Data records
====================
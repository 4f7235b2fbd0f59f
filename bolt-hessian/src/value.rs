//! Dynamic object graph.
//!
//! Composite values are reference counted. The `Arc` pointer is the object
//! identity: the same `Arc` reachable twice in one graph is written once and
//! then as a back-reference.

use crate::descriptor::TypeDescriptor;
use bytes::Bytes;
use chrono::{DateTime, Utc};
use std::sync::Arc;

/// A node in a Hessian object graph.
#[derive(Debug, Clone, PartialEq)]
pub enum Value {
    Null,
    Bool(bool),
    Int(i32),
    Long(i64),
    Double(f64),
    String(String),
    Bytes(Bytes),
    Date(DateTime<Utc>),
    List(Arc<List>),
    Map(Arc<Map>),
    Object(Arc<Object>),
    /// A value with an explicit concrete type, overriding the declared type
    /// of the slot it is written into.
    Typed(Arc<Typed>),
}

/// Ordered sequence, optionally carrying a Java collection type.
#[derive(Debug, Clone, PartialEq, Default)]
pub struct List {
    pub type_name: Option<String>,
    pub items: Vec<Value>,
}

/// Ordered key/value pairs, optionally carrying a Java map type.
#[derive(Debug, Clone, PartialEq, Default)]
pub struct Map {
    pub type_name: Option<String>,
    pub entries: Vec<(Value, Value)>,
}

impl Map {
    /// Looks up the value stored under a string key.
    pub fn get(&self, key: &str) -> Option<&Value> {
        self.entries
            .iter()
            .find(|(k, _)| k.as_str() == Some(key))
            .map(|(_, v)| v)
    }
}

/// Instance of a named class with ordered fields.
#[derive(Debug, Clone, PartialEq)]
pub struct Object {
    pub class_name: String,
    pub fields: Vec<(String, Value)>,
}

impl Object {
    pub fn get(&self, field: &str) -> Option<&Value> {
        self.fields
            .iter()
            .find(|(name, _)| name == field)
            .map(|(_, v)| v)
    }
}

/// A value paired with the descriptor it must be encoded with.
#[derive(Debug, Clone, PartialEq)]
pub struct Typed {
    pub descriptor: TypeDescriptor,
    pub value: Value,
}

impl Value {
    /// Untyped list (`java.util.ArrayList` on the Java side).
    pub fn list(items: Vec<Value>) -> Self {
        Value::List(Arc::new(List {
            type_name: None,
            items,
        }))
    }

    pub fn typed_list(type_name: impl Into<String>, items: Vec<Value>) -> Self {
        Value::List(Arc::new(List {
            type_name: Some(type_name.into()),
            items,
        }))
    }

    /// Untyped map (`java.util.HashMap` on the Java side).
    pub fn map(entries: Vec<(Value, Value)>) -> Self {
        Value::Map(Arc::new(Map {
            type_name: None,
            entries,
        }))
    }

    pub fn typed_map(type_name: impl Into<String>, entries: Vec<(Value, Value)>) -> Self {
        Value::Map(Arc::new(Map {
            type_name: Some(type_name.into()),
            entries,
        }))
    }

    pub fn object<N, I>(class_name: impl Into<String>, fields: I) -> Self
    where
        N: Into<String>,
        I: IntoIterator<Item = (N, Value)>,
    {
        Value::Object(Arc::new(Object {
            class_name: class_name.into(),
            fields: fields.into_iter().map(|(n, v)| (n.into(), v)).collect(),
        }))
    }

    /// Wraps a value with an explicit type.
    pub fn typed(descriptor: impl Into<TypeDescriptor>, value: impl Into<Value>) -> Self {
        Value::Typed(Arc::new(Typed {
            descriptor: descriptor.into(),
            value: value.into(),
        }))
    }

    pub fn is_null(&self) -> bool {
        matches!(self, Value::Null)
    }

    pub fn as_str(&self) -> Option<&str> {
        match self {
            Value::String(s) => Some(s),
            _ => None,
        }
    }

    pub fn as_bool(&self) -> Option<bool> {
        match self {
            Value::Bool(b) => Some(*b),
            _ => None,
        }
    }

    pub fn as_i64(&self) -> Option<i64> {
        match self {
            Value::Int(v) => Some(*v as i64),
            Value::Long(v) => Some(*v),
            _ => None,
        }
    }

    pub fn as_list(&self) -> Option<&List> {
        match self {
            Value::List(list) => Some(list),
            _ => None,
        }
    }

    pub fn as_map(&self) -> Option<&Map> {
        match self {
            Value::Map(map) => Some(map),
            _ => None,
        }
    }

    pub fn as_object(&self) -> Option<&Object> {
        match self {
            Value::Object(obj) => Some(obj),
            _ => None,
        }
    }

    /// Short name of the variant, used in error messages.
    pub fn kind(&self) -> &'static str {
        match self {
            Value::Null => "null",
            Value::Bool(_) => "bool",
            Value::Int(_) => "int",
            Value::Long(_) => "long",
            Value::Double(_) => "double",
            Value::String(_) => "string",
            Value::Bytes(_) => "bytes",
            Value::Date(_) => "date",
            Value::List(_) => "list",
            Value::Map(_) => "map",
            Value::Object(_) => "object",
            Value::Typed(_) => "typed",
        }
    }

    /// Identity of a composite node, if any.
    pub(crate) fn identity(&self) -> Option<usize> {
        match self {
            Value::List(v) => Some(Arc::as_ptr(v) as *const () as usize),
            Value::Map(v) => Some(Arc::as_ptr(v) as *const () as usize),
            Value::Object(v) => Some(Arc::as_ptr(v) as *const () as usize),
            _ => None,
        }
    }

    /// Java class name used in method argument signatures.
    pub fn java_class_name(&self) -> String {
        match self {
            Value::Null => "null".to_string(),
            Value::Bool(_) => "boolean".to_string(),
            Value::Int(_) => "int".to_string(),
            Value::Long(_) => "long".to_string(),
            Value::Double(_) => "double".to_string(),
            Value::String(_) => "java.lang.String".to_string(),
            Value::Bytes(_) => "[B".to_string(),
            Value::Date(_) => "java.util.Date".to_string(),
            Value::List(_) => "java.util.ArrayList".to_string(),
            Value::Map(_) => "java.util.HashMap".to_string(),
            Value::Object(obj) => obj.class_name.clone(),
            Value::Typed(typed) => descriptor_class_name(&typed.descriptor),
        }
    }
}

fn descriptor_class_name(desc: &TypeDescriptor) -> String {
    let name = desc
        .abstract_type_name
        .as_deref()
        .unwrap_or(desc.type_name.as_str());
    if !desc.is_array {
        return name.to_string();
    }
    let element = match name {
        "short" => "S".to_string(),
        "int" => "I".to_string(),
        "boolean" => "Z".to_string(),
        "double" => "D".to_string(),
        "long" => "J".to_string(),
        "float" => "F".to_string(),
        "byte" => "B".to_string(),
        "java.lang.String" => "Ljava.lang.String;".to_string(),
        "java.lang.Object" => "Ljava.lang.Object;".to_string(),
        other => format!("L{other};"),
    };
    format!("{}{}", "[".repeat(desc.array_depth), element)
}

impl Default for Value {
    fn default() -> Self {
        Value::Null
    }
}

impl From<bool> for Value {
    fn from(v: bool) -> Self {
        Value::Bool(v)
    }
}

impl From<i32> for Value {
    fn from(v: i32) -> Self {
        Value::Int(v)
    }
}

impl From<i64> for Value {
    fn from(v: i64) -> Self {
        Value::Long(v)
    }
}

impl From<f64> for Value {
    fn from(v: f64) -> Self {
        Value::Double(v)
    }
}

impl From<&str> for Value {
    fn from(v: &str) -> Self {
        Value::String(v.to_string())
    }
}

impl From<String> for Value {
    fn from(v: String) -> Self {
        Value::String(v)
    }
}

impl From<Bytes> for Value {
    fn from(v: Bytes) -> Self {
        Value::Bytes(v)
    }
}

impl From<DateTime<Utc>> for Value {
    fn from(v: DateTime<Utc>) -> Self {
        Value::Date(v)
    }
}

impl<T: Into<Value>> From<Option<T>> for Value {
    fn from(v: Option<T>) -> Self {
        v.map_or(Value::Null, Into::into)
    }
}
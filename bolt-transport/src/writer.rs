//! Packet writer over any `AsyncWrite`.

use crate::config::{Config, DEFAULT_HIGH_WATER_MARK};
use crate::error::TransportError;
use bolt_protocol::content::SentRequests;
use bolt_protocol::{
    Completion, EncodeOptions, HeartbeatPacket, PacketCodec, PacketIdGenerator, RequestContext,
    RpcRequest, RpcResponse, StreamEncoder, WriteBuffer,
};
use std::sync::Arc;
use std::time::Duration;
use tokio::io::{AsyncWrite, AsyncWriteExt};

/// Encodes packets into a bounded write buffer and flushes it to the stream.
///
/// Writes past the high-water mark are queued by the encoder until
/// [`flush`](Self::flush) drains the buffer.
pub struct FramedWriter<W> {
    inner: W,
    encoder: StreamEncoder<WriteBuffer>,
    ids: PacketIdGenerator,
    sent: Option<Arc<SentRequests>>,
}

impl<W: AsyncWrite + Unpin> FramedWriter<W> {
    pub fn new(inner: W, codec: Arc<PacketCodec>) -> Self {
        Self::with_options(inner, codec, EncodeOptions::default(), DEFAULT_HIGH_WATER_MARK)
    }

    pub fn with_options(
        inner: W,
        codec: Arc<PacketCodec>,
        options: EncodeOptions,
        high_water_mark: usize,
    ) -> Self {
        Self {
            inner,
            encoder: StreamEncoder::with_options(codec, WriteBuffer::new(high_water_mark), options),
            ids: PacketIdGenerator::new(),
            sent: None,
        }
    }

    pub fn from_config(inner: W, codec: Arc<PacketCodec>, config: &Config) -> Self {
        Self::with_options(
            inner,
            codec,
            config.protocol.encode_options(),
            config.io.high_water_mark,
        )
    }

    /// Records every sent request so protobuf responses can be decoded.
    pub fn with_sent_requests(mut self, sent: Arc<SentRequests>) -> Self {
        self.sent = Some(sent);
        self
    }

    /// Writes a request under a fresh packet id and returns that id.
    pub fn send_request(&mut self, request: RpcRequest, completion: Option<Completion>) -> u32 {
        let packet_id = self.ids.next_id();
        if let Some(sent) = &self.sent {
            sent.insert(packet_id, &request);
        }
        self.encoder.write_request(packet_id, request, completion);
        packet_id
    }

    pub fn send_response(
        &mut self,
        ctx: RequestContext,
        response: RpcResponse,
        completion: Option<Completion>,
    ) {
        self.encoder.write_response(ctx, response, completion);
    }

    /// Writes a heartbeat under a fresh packet id and returns that id.
    pub fn send_heartbeat(&mut self, timeout: Option<Duration>, completion: Option<Completion>) -> u32 {
        let packet_id = self.ids.next_id();
        self.encoder.write_heartbeat(packet_id, timeout, completion);
        packet_id
    }

    /// Answers a heartbeat with the framing it arrived with.
    pub fn send_heartbeat_ack(&mut self, heartbeat: &HeartbeatPacket, completion: Option<Completion>) {
        let options = EncodeOptions::from(&heartbeat.options);
        self.encoder
            .write_heartbeat_ack(heartbeat.packet_id, options, completion);
    }

    /// Writes everything buffered or queued to the stream.
    pub async fn flush(&mut self) -> Result<(), TransportError> {
        loop {
            let chunk = self.encoder.sink_mut().take();
            if !chunk.is_empty() {
                tracing::trace!(bytes = chunk.len(), "flushing bolt packets");
                self.inner.write_all(&chunk).await?;
            }

            if self.encoder.is_limited() || self.encoder.queued() > 0 {
                self.encoder.on_drain();
                continue;
            }
            if self.encoder.sink().is_empty() {
                break;
            }
        }
        self.inner.flush().await?;
        Ok(())
    }

    /// Flushes and shuts down the write half.
    pub async fn shutdown(&mut self) -> Result<(), TransportError> {
        self.flush().await?;
        self.inner.shutdown().await?;
        Ok(())
    }

    pub fn options(&self) -> &EncodeOptions {
        self.encoder.options()
    }

    /// Framing for subsequent requests and heartbeats.
    pub fn options_mut(&mut self) -> &mut EncodeOptions {
        self.encoder.options_mut()
    }

    /// Packets waiting behind the high-water mark.
    pub fn queued(&self) -> usize {
        self.encoder.queued()
    }

    /// Bytes encoded but not yet flushed.
    pub fn pending_bytes(&self) -> usize {
        self.encoder.sink().len()
    }

    pub fn get_ref(&self) -> &W {
        &self.inner
    }

    pub fn into_inner(self) -> W {
        self.inner
    }
}

impl<W> std::fmt::Debug for FramedWriter<W> {
    fn fmt(&self, f: &mut std::fmt::Formatter<'_>) -> std::fmt::Result {
        f.debug_struct("FramedWriter")
            .field("encoder", &self.encoder)
            .finish()
    }
}
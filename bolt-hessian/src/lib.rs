//! # bolt-hessian
//!
//! Hessian 1.0 / 2.0 object graph serialization for the Bolt RPC protocol.
//!
//! This crate provides:
//! - A dynamic [`Value`] graph with `Arc` identity for reference sharing
//! - Declarative [`TypeDescriptor`]s and a [`SchemaRegistry`] of class layouts
//! - A [`SchemaCompiler`] that turns descriptors into cached encode procedures
//! - Wire-level [`HessianWriter`] / [`HessianReader`] for both versions

pub mod compiler;
pub mod descriptor;
pub mod error;
pub mod reader;
pub mod registry;
pub mod value;
pub mod writer;

pub use compiler::{CompiledProcedure, SchemaCompiler};
pub use descriptor::{TypeDescriptor, Version};
pub use error::HessianError;
pub use reader::HessianReader;
pub use registry::{ClassSchema, FieldSchema, SchemaRegistry};
pub use value::{List, Map, Object, Typed, Value};
pub use writer::HessianWriter;

use bytes::{Bytes, BytesMut};
use std::sync::Arc;

/// Shared handle to a compiler and its registry.
///
/// Cloning is cheap; all clones share one compile cache.
#[derive(Clone)]
pub struct HessianCodec {
    compiler: Arc<SchemaCompiler>,
}

impl HessianCodec {
    pub fn new(registry: Arc<SchemaRegistry>) -> Self {
        Self::with_compiler(Arc::new(SchemaCompiler::new(registry)))
    }

    pub fn with_compiler(compiler: Arc<SchemaCompiler>) -> Self {
        Self { compiler }
    }

    pub fn compiler(&self) -> &Arc<SchemaCompiler> {
        &self.compiler
    }

    pub fn registry(&self) -> &Arc<SchemaRegistry> {
        self.compiler.registry()
    }

    /// Starts a serialization call appending to `buf`. Values written
    /// through the same writer share reference and class tables.
    pub fn writer<'a>(&'a self, buf: &'a mut BytesMut, version: Version) -> HessianWriter<'a> {
        HessianWriter::new(buf, version, &self.compiler)
    }

    pub fn reader<'a>(&self, bytes: &'a [u8], version: Version) -> HessianReader<'a> {
        HessianReader::new(bytes, version)
    }

    /// Encodes a single value, typed by `descriptor` when given.
    pub fn encode(
        &self,
        value: &Value,
        descriptor: Option<&TypeDescriptor>,
        version: Version,
    ) -> Result<Bytes, HessianError> {
        let mut buf = BytesMut::new();
        let mut writer = self.writer(&mut buf, version);
        match descriptor {
            Some(desc) => writer.write_with(desc, value)?,
            None => writer.write_value(value)?,
        }
        Ok(buf.freeze())
    }

    /// Decodes a single value.
    pub fn decode(&self, bytes: &[u8], version: Version) -> Result<Value, HessianError> {
        self.reader(bytes, version).read_value()
    }
}

impl Default for HessianCodec {
    fn default() -> Self {
        Self::new(Arc::new(SchemaRegistry::with_builtins()))
    }
}

impl std::fmt::Debug for HessianCodec {
    fn fmt(&self, f: &mut std::fmt::Formatter<'_>) -> std::fmt::Result {
        f.debug_struct("HessianCodec")
            .field("classes", &self.registry().len())
            .field("cached", &self.compiler.cached())
            .finish()
    }
}
//! Header key/value block codec.
//!
//! The header block is a flat sequence of entries:
//!
//! ```text
//! +-----------+---------+-----------+---------+
//! | key_len   | key     | val_len   | val     |  ... repeated
//! | i32 (BE)  | UTF-8   | i32 (BE)  | UTF-8   |
//! +-----------+---------+-----------+---------+
//! ```
//!
//! A value length of `-1` marks a null value, `0` an empty string.

use crate::error::ProtocolError;
use bytes::{Buf, BufMut, Bytes, BytesMut};

/// Ordered string header map. Insertion order is preserved on the wire.
#[derive(Debug, Clone, Default, PartialEq, Eq)]
pub struct HeaderMap {
    entries: Vec<(String, Option<String>)>,
}

impl HeaderMap {
    pub fn new() -> Self {
        Self::default()
    }

    /// Sets `key`, replacing an existing entry in place.
    pub fn insert(&mut self, key: impl Into<String>, value: Option<String>) {
        let key = key.into();
        match self.entries.iter_mut().find(|(k, _)| *k == key) {
            Some(entry) => entry.1 = value,
            None => self.entries.push((key, value)),
        }
    }

    /// Returns the value for `key`. Null values yield `Some(None)`.
    pub fn get(&self, key: &str) -> Option<Option<&str>> {
        self.entries
            .iter()
            .find(|(k, _)| k == key)
            .map(|(_, v)| v.as_deref())
    }

    /// Returns the non-null string value for `key`.
    pub fn get_str(&self, key: &str) -> Option<&str> {
        self.get(key).flatten()
    }

    pub fn remove(&mut self, key: &str) -> Option<Option<String>> {
        let idx = self.entries.iter().position(|(k, _)| k == key)?;
        Some(self.entries.remove(idx).1)
    }

    /// Removes and returns every entry whose key starts with `prefix`.
    pub fn drain_prefixed(&mut self, prefix: &str) -> Vec<(String, Option<String>)> {
        let (taken, kept) = std::mem::take(&mut self.entries)
            .into_iter()
            .partition(|(k, _)| k.starts_with(prefix));
        self.entries = kept;
        taken
    }

    pub fn iter(&self) -> impl Iterator<Item = (&str, Option<&str>)> {
        self.entries.iter().map(|(k, v)| (k.as_str(), v.as_deref()))
    }

    pub fn len(&self) -> usize {
        self.entries.len()
    }

    pub fn is_empty(&self) -> bool {
        self.entries.is_empty()
    }
}

impl<K: Into<String>, V: Into<String>> FromIterator<(K, V)> for HeaderMap {
    fn from_iter<I: IntoIterator<Item = (K, V)>>(iter: I) -> Self {
        let mut map = HeaderMap::new();
        for (k, v) in iter {
            map.insert(k, Some(v.into()));
        }
        map
    }
}

/// Encodes and decodes header blocks.
pub struct HeaderCodec;

impl HeaderCodec {
    pub fn encode(headers: &HeaderMap) -> Result<Bytes, ProtocolError> {
        let mut buf = BytesMut::new();
        Self::encode_into(headers, &mut buf)?;
        Ok(buf.freeze())
    }

    pub fn encode_into(headers: &HeaderMap, buf: &mut BytesMut) -> Result<(), ProtocolError> {
        for (key, value) in headers.iter() {
            put_len(buf, key.len(), "header key")?;
            buf.put_slice(key.as_bytes());
            match value {
                None => buf.put_i32(-1),
                Some(v) => {
                    put_len(buf, v.len(), "header value")?;
                    buf.put_slice(v.as_bytes());
                }
            }
        }
        Ok(())
    }

    /// Decodes a header block. Empty input yields `None`.
    pub fn decode(mut data: &[u8]) -> Result<Option<HeaderMap>, ProtocolError> {
        if data.is_empty() {
            return Ok(None);
        }
        let mut headers = HeaderMap::new();
        while data.has_remaining() {
            let key = read_string(&mut data, "header key")?.unwrap_or_default();
            let value = read_string(&mut data, "header value")?;
            headers.insert(key, value);
        }
        Ok(Some(headers))
    }
}

fn put_len(buf: &mut BytesMut, len: usize, field: &'static str) -> Result<(), ProtocolError> {
    let len = i32::try_from(len).map_err(|_| ProtocolError::FrameTooLarge {
        field,
        size: len,
        max: i32::MAX as usize,
    })?;
    buf.put_i32(len);
    Ok(())
}

fn read_string(data: &mut &[u8], field: &'static str) -> Result<Option<String>, ProtocolError> {
    if data.remaining() < 4 {
        return Err(ProtocolError::Truncated {
            needed: 4 - data.remaining(),
        });
    }
    let len = data.get_i32();
    if len < 0 {
        return Ok(None);
    }
    let len = len as usize;
    if data.remaining() < len {
        return Err(ProtocolError::Truncated {
            needed: len - data.remaining(),
        });
    }
    let raw = &data[..len];
    let s = std::str::from_utf8(raw).map_err(|_| ProtocolError::InvalidUtf8(field))?;
    let s = s.to_string();
    data.advance(len);
    Ok(Some(s))
}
====================
◆ Problem to work on ◆
From the very first line of the data through the line with "is written into." in it, please reproduce each line exactly and output nothing more.

◆ Answer for the task ◆
repository 4f7235b2fbd0f59f
filename bolt-hessian/src/value.rs
//! Dynamic object graph.
//!
//! Composite values are reference counted. The `Arc` pointer is the object
//! identity: the same `Arc` reachable twice in one graph is written once and
//! then as a back-reference.

use crate::descriptor::TypeDescriptor;
use bytes::Bytes;
use chrono::{DateTime, Utc};
use std::sync::Arc;

/// A node in a Hessian object graph.
#[derive(Debug, Clone, PartialEq)]
pub enum Value {
    Null,
    Bool(bool),
    Int(i32),
    Long(i64),
    Double(f64),
    String(String),
    Bytes(Bytes),
    Date(DateTime<Utc>),
    List(Arc<List>),
    Map(Arc<Map>),
    Object(Arc<Object>),
    /// A value with an explicit concrete type, overriding the declared type
    /// of the slot it is written into.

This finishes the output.